**Task to complete**: For this exercise, restate word for word only the lines from the first line of the data to the line containing "pub const DISTANCE_TOLERANCE: f64 = 1e-4;".

**Input for this task**:
• • • • •
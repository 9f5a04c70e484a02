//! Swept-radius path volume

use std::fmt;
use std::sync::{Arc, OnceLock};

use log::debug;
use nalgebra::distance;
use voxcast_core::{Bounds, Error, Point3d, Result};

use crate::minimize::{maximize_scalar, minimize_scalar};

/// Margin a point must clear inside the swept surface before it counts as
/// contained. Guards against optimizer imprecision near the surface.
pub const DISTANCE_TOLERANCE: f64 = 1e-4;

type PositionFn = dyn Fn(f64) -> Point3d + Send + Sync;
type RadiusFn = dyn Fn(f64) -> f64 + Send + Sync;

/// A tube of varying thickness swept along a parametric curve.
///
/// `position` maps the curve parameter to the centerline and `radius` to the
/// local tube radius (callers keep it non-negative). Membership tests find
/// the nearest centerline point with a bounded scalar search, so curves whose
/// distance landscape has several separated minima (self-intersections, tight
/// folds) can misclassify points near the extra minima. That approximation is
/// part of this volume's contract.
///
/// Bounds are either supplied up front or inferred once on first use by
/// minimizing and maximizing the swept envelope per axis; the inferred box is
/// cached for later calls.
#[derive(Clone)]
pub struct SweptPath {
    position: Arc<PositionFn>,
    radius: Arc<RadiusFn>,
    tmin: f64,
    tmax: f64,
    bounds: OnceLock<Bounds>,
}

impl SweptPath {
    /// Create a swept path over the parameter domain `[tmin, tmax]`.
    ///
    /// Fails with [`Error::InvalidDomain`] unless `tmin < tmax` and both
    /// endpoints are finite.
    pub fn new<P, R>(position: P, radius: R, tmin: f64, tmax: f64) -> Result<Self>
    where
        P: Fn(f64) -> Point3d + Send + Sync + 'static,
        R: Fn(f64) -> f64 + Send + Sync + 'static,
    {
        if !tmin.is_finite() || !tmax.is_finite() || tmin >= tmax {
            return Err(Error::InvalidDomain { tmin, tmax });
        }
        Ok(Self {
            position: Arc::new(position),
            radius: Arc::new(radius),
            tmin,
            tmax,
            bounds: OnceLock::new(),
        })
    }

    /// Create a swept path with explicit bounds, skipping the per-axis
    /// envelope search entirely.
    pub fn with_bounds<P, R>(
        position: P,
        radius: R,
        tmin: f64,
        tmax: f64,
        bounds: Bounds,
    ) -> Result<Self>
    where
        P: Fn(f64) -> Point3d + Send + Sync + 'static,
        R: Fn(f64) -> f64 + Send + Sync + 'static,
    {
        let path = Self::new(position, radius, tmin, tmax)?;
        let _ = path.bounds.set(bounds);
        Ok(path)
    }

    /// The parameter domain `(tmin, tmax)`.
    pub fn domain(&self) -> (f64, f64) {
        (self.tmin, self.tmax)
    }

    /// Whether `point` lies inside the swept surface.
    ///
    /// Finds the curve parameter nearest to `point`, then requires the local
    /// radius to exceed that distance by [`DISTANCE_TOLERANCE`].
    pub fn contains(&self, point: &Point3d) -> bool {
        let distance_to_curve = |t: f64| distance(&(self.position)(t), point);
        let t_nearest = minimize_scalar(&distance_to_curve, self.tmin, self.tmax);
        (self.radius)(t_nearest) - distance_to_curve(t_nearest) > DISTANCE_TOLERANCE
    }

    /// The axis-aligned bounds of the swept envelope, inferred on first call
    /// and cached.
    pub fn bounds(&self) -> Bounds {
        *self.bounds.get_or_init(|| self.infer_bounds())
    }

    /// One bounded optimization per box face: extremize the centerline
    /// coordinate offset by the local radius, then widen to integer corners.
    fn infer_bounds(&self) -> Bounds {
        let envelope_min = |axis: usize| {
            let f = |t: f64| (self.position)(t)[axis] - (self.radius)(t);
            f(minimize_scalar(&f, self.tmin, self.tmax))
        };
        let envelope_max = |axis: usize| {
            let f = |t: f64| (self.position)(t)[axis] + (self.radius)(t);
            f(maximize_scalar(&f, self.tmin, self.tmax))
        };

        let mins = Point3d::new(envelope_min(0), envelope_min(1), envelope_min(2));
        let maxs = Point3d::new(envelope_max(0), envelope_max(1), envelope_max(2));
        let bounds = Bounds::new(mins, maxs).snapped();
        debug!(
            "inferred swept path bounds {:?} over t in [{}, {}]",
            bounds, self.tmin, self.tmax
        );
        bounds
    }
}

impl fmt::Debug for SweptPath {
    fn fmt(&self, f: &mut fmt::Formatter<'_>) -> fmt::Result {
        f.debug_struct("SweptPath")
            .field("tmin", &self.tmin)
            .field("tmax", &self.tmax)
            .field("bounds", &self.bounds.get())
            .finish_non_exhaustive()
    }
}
• • • • •
**Answer to the problem**:
repository 9f5a04c70e484a02
//! Swept-radius path volume

use std::fmt;
use std::sync::{Arc, OnceLock};

use log::debug;
use nalgebra::distance;
use voxcast_core::{Bounds, Error, Point3d, Result};

use crate::minimize::{maximize_scalar, minimize_scalar};

/// Margin a point must clear inside the swept surface before it counts as
/// contained. Guards against optimizer imprecision near the surface.
pub const DISTANCE_TOLERANCE: f64 = 1e-4;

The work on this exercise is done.